Dataset entries:
»»
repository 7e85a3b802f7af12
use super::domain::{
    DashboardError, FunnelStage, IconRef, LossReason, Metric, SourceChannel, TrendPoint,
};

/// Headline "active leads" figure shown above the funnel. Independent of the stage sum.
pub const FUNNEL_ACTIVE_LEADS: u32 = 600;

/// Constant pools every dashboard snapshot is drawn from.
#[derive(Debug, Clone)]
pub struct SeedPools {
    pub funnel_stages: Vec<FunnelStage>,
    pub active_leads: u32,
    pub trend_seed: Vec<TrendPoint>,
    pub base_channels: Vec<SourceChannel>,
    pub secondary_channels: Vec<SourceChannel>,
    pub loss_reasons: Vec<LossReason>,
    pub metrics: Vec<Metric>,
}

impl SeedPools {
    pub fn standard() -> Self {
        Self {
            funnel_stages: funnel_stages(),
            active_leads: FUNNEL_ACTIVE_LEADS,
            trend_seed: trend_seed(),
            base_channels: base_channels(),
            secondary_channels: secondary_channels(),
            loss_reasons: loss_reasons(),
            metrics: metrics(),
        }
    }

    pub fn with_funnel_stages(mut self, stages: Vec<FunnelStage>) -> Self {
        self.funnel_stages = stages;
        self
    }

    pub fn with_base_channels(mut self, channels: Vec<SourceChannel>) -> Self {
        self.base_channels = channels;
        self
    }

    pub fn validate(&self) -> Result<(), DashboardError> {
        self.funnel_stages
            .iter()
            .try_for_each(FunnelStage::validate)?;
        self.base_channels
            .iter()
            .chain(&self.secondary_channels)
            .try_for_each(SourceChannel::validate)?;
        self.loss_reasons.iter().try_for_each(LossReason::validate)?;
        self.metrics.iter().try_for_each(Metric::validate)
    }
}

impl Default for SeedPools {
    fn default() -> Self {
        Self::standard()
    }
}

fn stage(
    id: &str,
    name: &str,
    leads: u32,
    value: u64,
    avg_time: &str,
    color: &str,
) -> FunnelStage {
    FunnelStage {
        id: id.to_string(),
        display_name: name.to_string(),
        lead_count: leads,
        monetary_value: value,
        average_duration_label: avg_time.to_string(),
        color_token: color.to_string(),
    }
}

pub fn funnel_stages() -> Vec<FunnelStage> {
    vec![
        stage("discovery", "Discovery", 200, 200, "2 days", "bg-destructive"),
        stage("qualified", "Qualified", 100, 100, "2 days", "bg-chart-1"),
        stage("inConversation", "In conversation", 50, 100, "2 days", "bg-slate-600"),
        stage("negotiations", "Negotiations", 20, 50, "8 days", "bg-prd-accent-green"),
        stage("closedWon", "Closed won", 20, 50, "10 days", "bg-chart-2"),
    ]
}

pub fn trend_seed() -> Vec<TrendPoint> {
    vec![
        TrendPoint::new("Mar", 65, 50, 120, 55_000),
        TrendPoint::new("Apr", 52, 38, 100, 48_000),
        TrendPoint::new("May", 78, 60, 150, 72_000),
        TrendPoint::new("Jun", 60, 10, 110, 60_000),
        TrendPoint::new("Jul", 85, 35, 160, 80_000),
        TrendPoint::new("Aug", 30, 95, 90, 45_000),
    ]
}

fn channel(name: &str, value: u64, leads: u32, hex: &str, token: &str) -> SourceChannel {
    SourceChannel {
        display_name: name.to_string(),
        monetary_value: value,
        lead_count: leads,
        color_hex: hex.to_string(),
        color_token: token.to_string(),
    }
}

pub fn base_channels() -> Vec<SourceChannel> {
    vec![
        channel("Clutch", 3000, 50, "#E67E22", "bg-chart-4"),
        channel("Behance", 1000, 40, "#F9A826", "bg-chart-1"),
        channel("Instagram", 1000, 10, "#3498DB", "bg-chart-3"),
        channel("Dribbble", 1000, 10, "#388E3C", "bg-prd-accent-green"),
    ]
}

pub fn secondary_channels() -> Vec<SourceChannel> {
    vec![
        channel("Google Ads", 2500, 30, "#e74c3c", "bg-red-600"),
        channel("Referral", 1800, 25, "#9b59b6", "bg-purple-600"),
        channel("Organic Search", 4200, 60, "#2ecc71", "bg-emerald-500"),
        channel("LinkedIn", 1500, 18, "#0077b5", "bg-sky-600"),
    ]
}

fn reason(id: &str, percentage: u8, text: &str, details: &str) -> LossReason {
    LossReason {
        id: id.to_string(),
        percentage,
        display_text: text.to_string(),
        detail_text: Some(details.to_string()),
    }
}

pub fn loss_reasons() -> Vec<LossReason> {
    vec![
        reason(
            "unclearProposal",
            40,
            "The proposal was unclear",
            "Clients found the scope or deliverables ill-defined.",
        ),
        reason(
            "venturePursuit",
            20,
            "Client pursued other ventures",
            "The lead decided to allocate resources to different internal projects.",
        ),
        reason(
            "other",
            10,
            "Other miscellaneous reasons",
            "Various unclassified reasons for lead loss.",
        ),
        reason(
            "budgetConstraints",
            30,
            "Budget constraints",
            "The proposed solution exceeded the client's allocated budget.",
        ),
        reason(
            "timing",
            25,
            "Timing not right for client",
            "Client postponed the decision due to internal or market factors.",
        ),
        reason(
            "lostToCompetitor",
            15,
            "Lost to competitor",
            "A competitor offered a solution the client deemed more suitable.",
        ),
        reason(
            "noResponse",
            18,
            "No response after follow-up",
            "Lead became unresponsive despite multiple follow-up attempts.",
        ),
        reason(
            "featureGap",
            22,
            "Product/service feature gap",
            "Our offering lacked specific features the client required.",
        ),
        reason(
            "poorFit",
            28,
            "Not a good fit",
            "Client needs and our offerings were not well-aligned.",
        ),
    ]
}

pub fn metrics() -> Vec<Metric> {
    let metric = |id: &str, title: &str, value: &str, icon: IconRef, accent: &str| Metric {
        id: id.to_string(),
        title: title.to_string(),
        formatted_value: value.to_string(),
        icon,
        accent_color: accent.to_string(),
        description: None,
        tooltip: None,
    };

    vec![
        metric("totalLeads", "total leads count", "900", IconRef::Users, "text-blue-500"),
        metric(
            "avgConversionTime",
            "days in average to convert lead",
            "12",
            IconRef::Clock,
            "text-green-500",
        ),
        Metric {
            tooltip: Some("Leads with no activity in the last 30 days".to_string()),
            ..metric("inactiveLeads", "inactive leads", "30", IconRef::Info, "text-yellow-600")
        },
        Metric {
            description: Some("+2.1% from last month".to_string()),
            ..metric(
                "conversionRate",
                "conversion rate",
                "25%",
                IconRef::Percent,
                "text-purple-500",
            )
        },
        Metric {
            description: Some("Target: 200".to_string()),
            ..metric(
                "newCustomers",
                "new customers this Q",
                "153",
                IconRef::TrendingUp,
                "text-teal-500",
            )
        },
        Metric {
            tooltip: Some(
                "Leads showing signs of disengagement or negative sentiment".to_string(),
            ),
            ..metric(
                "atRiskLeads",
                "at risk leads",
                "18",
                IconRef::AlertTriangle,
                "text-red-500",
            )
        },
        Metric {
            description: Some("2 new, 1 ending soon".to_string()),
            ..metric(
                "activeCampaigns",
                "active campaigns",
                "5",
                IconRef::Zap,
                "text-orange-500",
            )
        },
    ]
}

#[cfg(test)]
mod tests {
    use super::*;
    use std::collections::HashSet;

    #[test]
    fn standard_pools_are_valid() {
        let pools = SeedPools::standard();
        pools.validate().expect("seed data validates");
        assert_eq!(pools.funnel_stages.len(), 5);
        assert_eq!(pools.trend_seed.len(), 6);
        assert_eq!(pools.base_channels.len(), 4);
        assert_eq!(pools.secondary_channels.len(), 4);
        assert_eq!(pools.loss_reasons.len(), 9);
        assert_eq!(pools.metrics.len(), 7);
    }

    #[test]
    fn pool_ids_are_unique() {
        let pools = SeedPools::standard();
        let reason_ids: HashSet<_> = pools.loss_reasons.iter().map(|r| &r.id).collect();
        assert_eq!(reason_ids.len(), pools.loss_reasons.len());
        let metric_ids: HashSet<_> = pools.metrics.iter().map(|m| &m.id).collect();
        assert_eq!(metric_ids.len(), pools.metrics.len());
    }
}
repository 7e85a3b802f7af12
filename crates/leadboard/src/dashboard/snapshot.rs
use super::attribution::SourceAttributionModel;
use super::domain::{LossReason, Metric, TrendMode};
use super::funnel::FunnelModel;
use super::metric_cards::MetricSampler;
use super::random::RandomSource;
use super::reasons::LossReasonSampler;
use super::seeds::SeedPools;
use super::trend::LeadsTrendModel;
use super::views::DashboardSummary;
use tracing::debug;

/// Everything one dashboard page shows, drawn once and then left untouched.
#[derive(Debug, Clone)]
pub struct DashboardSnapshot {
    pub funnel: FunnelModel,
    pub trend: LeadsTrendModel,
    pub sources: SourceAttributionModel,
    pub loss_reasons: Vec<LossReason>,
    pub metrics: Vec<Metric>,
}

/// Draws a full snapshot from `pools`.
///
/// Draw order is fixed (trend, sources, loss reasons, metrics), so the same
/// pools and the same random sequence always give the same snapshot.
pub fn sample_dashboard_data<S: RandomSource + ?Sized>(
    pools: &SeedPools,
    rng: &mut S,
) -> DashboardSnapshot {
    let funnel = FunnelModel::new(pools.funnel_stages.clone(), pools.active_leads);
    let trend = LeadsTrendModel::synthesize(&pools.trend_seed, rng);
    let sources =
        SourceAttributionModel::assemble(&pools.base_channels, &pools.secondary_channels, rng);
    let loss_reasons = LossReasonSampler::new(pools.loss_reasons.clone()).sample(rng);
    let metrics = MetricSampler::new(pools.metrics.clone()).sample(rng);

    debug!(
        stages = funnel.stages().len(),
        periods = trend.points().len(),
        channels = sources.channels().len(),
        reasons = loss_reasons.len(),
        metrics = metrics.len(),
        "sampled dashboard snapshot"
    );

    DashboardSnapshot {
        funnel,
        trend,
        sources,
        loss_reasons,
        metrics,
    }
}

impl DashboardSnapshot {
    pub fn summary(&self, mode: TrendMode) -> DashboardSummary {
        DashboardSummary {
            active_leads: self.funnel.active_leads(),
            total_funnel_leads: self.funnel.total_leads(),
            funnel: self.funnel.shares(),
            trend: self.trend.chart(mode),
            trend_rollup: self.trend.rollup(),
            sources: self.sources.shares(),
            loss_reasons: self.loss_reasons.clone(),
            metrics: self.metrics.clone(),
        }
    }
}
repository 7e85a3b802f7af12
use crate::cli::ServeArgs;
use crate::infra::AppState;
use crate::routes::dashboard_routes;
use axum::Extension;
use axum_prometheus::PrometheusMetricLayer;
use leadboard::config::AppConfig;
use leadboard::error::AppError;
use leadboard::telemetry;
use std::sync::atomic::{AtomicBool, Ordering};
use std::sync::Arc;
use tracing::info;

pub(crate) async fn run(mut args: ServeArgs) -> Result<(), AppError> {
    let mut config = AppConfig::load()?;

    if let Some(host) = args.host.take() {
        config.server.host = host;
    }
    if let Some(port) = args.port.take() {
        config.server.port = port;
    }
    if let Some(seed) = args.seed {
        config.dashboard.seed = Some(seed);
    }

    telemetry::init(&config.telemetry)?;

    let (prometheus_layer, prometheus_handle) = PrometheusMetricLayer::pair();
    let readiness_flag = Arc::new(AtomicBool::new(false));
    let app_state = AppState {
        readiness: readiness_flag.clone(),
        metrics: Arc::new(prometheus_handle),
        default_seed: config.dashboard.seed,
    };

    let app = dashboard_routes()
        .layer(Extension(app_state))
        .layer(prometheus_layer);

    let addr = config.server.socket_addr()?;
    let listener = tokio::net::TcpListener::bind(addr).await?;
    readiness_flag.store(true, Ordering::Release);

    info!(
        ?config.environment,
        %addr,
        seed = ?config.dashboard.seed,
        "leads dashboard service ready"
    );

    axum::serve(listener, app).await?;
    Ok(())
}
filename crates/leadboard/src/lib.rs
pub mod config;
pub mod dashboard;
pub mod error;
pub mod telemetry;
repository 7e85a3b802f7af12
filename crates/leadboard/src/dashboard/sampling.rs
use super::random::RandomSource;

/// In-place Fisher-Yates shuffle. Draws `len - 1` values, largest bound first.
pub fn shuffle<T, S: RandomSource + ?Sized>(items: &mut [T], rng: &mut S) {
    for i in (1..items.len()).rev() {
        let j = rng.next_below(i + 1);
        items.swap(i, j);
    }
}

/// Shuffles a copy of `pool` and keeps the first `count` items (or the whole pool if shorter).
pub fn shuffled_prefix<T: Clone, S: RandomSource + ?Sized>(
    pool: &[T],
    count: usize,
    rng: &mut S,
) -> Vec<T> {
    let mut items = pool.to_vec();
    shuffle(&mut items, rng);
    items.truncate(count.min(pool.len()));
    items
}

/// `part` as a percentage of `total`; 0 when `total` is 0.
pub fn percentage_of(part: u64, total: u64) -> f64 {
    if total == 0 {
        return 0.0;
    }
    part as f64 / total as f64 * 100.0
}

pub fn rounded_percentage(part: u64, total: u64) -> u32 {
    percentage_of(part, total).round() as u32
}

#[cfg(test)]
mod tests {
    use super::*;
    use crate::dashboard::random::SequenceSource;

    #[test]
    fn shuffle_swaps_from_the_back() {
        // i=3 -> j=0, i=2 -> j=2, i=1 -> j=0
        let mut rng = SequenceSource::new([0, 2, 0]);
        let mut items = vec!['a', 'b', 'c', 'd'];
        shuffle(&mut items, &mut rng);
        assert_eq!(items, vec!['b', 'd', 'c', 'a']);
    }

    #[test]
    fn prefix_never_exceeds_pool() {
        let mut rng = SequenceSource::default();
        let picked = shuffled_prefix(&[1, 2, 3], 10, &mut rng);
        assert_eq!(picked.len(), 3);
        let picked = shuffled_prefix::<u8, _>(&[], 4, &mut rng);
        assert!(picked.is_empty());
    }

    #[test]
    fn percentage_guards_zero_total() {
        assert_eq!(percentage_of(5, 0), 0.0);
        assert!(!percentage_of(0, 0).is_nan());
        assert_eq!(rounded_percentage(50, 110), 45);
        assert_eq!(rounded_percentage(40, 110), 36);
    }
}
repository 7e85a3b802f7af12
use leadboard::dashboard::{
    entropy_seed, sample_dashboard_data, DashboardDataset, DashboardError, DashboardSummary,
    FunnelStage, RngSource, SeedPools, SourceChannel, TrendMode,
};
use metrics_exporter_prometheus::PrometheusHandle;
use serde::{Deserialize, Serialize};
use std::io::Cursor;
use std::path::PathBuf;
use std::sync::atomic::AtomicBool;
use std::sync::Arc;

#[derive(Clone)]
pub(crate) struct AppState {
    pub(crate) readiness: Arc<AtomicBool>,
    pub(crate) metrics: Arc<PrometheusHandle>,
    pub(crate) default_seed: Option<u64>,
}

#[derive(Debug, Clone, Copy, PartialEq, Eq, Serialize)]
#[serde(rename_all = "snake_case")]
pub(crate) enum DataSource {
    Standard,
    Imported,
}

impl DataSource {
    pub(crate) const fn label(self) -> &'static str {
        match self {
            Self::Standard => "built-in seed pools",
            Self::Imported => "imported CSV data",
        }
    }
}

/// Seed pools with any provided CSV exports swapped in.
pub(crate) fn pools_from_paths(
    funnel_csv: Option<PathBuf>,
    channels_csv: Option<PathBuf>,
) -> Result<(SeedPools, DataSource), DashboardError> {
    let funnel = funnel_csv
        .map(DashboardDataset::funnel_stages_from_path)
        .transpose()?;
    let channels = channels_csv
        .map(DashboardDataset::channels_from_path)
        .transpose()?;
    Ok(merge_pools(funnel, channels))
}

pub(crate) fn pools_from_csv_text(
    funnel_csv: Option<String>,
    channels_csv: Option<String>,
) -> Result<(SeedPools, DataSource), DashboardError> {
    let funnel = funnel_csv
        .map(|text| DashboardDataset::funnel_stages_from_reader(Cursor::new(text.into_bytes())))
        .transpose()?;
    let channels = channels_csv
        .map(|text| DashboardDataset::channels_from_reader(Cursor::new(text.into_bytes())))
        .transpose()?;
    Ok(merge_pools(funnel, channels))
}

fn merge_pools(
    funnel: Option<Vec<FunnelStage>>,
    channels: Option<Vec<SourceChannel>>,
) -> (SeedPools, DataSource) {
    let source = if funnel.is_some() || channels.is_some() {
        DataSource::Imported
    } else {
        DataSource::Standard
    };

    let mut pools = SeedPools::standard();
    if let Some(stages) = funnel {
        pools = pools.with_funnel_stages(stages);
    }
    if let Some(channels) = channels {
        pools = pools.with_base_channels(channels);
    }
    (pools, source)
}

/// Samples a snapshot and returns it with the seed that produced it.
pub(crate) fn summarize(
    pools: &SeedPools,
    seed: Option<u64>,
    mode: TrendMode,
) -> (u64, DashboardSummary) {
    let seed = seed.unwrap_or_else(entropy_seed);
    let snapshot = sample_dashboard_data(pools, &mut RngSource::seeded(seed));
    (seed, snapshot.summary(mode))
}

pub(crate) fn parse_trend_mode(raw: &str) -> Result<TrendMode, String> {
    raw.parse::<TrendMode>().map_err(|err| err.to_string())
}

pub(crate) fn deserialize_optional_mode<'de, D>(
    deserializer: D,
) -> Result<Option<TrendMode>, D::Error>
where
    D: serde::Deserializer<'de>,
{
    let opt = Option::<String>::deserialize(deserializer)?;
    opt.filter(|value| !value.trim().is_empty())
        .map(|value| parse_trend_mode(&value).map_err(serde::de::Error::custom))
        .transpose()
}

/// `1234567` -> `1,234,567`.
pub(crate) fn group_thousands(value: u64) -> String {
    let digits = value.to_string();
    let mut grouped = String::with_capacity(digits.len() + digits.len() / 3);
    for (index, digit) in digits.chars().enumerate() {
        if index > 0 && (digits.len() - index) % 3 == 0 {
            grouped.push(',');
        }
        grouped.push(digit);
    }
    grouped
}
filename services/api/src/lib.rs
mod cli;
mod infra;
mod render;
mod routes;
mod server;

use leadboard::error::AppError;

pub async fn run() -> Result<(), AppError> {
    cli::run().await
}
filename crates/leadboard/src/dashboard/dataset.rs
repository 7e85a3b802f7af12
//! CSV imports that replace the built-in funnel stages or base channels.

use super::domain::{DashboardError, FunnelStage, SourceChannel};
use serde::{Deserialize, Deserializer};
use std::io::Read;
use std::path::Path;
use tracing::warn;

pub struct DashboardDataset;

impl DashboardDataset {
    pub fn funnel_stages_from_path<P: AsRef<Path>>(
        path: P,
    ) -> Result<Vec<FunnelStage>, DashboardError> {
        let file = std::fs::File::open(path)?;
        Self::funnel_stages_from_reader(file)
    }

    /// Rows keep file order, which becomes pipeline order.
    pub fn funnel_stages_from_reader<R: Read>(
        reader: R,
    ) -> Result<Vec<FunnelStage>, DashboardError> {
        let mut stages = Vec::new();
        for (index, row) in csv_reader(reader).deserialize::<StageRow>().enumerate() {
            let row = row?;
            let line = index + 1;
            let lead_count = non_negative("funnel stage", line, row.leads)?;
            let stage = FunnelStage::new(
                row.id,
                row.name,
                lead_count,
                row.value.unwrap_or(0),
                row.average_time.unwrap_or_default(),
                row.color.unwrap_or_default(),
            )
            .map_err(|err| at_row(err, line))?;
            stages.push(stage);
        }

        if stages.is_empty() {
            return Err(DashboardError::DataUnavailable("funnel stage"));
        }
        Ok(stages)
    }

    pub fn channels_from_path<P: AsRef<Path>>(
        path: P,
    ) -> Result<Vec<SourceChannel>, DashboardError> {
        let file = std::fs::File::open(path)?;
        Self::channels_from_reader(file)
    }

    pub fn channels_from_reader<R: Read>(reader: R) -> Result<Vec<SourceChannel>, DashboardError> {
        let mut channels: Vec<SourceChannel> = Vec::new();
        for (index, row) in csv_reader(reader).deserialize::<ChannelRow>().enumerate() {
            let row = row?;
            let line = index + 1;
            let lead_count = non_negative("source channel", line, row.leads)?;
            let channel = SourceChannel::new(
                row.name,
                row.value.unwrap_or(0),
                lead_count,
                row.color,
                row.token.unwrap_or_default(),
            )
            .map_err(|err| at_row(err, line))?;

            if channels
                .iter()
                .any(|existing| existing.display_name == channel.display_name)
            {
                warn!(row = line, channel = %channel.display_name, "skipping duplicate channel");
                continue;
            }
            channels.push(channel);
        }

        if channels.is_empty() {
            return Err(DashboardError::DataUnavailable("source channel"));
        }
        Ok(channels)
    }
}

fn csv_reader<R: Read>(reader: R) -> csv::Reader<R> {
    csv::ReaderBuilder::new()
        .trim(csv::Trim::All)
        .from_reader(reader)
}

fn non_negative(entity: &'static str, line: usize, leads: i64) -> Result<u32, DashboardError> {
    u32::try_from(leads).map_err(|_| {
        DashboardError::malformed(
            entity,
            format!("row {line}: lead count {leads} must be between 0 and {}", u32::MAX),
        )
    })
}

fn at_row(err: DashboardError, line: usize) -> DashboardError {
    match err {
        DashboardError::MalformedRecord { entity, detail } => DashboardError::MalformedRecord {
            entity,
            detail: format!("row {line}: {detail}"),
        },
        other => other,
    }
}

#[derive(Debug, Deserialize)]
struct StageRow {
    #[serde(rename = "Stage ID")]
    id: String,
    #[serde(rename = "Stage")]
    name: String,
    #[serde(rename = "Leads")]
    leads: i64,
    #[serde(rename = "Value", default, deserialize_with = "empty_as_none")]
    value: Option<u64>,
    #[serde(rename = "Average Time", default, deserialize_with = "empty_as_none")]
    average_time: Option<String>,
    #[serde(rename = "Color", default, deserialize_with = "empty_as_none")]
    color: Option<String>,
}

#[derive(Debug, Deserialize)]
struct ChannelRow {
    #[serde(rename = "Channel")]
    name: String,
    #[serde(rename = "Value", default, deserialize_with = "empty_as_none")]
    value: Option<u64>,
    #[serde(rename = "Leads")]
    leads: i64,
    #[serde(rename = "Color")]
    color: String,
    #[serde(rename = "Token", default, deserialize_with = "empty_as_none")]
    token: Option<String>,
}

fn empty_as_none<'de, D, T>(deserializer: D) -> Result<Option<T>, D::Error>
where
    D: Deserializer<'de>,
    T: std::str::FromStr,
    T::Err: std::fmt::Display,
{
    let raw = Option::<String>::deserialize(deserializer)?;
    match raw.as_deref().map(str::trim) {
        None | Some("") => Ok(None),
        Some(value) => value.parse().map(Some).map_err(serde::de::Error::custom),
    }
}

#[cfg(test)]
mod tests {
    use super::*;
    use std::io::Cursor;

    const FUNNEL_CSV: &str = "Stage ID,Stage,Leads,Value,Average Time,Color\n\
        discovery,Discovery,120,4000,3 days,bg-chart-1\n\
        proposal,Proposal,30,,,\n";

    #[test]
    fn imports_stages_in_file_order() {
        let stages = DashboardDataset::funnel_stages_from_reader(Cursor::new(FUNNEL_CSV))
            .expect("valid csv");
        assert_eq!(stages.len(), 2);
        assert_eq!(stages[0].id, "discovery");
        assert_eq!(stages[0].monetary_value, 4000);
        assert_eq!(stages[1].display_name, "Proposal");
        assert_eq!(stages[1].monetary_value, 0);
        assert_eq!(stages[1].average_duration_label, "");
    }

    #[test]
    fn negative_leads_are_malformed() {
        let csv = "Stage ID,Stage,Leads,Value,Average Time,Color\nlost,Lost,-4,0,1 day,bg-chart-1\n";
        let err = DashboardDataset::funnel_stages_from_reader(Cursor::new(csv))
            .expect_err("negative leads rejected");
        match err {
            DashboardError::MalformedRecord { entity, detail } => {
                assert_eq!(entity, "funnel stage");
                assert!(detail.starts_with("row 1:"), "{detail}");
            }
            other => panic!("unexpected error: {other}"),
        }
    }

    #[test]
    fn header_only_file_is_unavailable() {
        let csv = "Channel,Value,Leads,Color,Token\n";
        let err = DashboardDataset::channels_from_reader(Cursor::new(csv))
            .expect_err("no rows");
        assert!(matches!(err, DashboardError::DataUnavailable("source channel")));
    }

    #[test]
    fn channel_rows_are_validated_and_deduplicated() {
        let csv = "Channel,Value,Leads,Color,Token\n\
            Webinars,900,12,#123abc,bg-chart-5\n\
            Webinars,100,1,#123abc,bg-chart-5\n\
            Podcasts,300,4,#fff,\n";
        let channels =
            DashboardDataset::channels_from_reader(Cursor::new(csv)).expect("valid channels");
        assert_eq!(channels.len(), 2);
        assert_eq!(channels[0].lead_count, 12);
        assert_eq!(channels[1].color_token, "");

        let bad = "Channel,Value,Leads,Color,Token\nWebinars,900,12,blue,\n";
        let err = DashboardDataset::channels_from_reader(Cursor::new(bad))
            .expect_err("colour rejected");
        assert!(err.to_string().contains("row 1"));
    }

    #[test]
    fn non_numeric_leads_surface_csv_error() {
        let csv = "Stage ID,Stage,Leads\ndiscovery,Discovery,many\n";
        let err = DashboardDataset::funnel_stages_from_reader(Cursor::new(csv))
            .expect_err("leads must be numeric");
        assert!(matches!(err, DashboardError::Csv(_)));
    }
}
««
Exercise goal:
Once you reach the line with "if let Some(seed)" in the data above, copy it and every line after it exactly, up to and including the line with "let (prometheus_layer, prometheus_handle)".

Answer section:
    if let Some(seed) = args.seed {
        config.dashboard.seed = Some(seed);
    }

    telemetry::init(&config.telemetry)?;

    let (prometheus_layer, prometheus_handle) = PrometheusMetricLayer::pair();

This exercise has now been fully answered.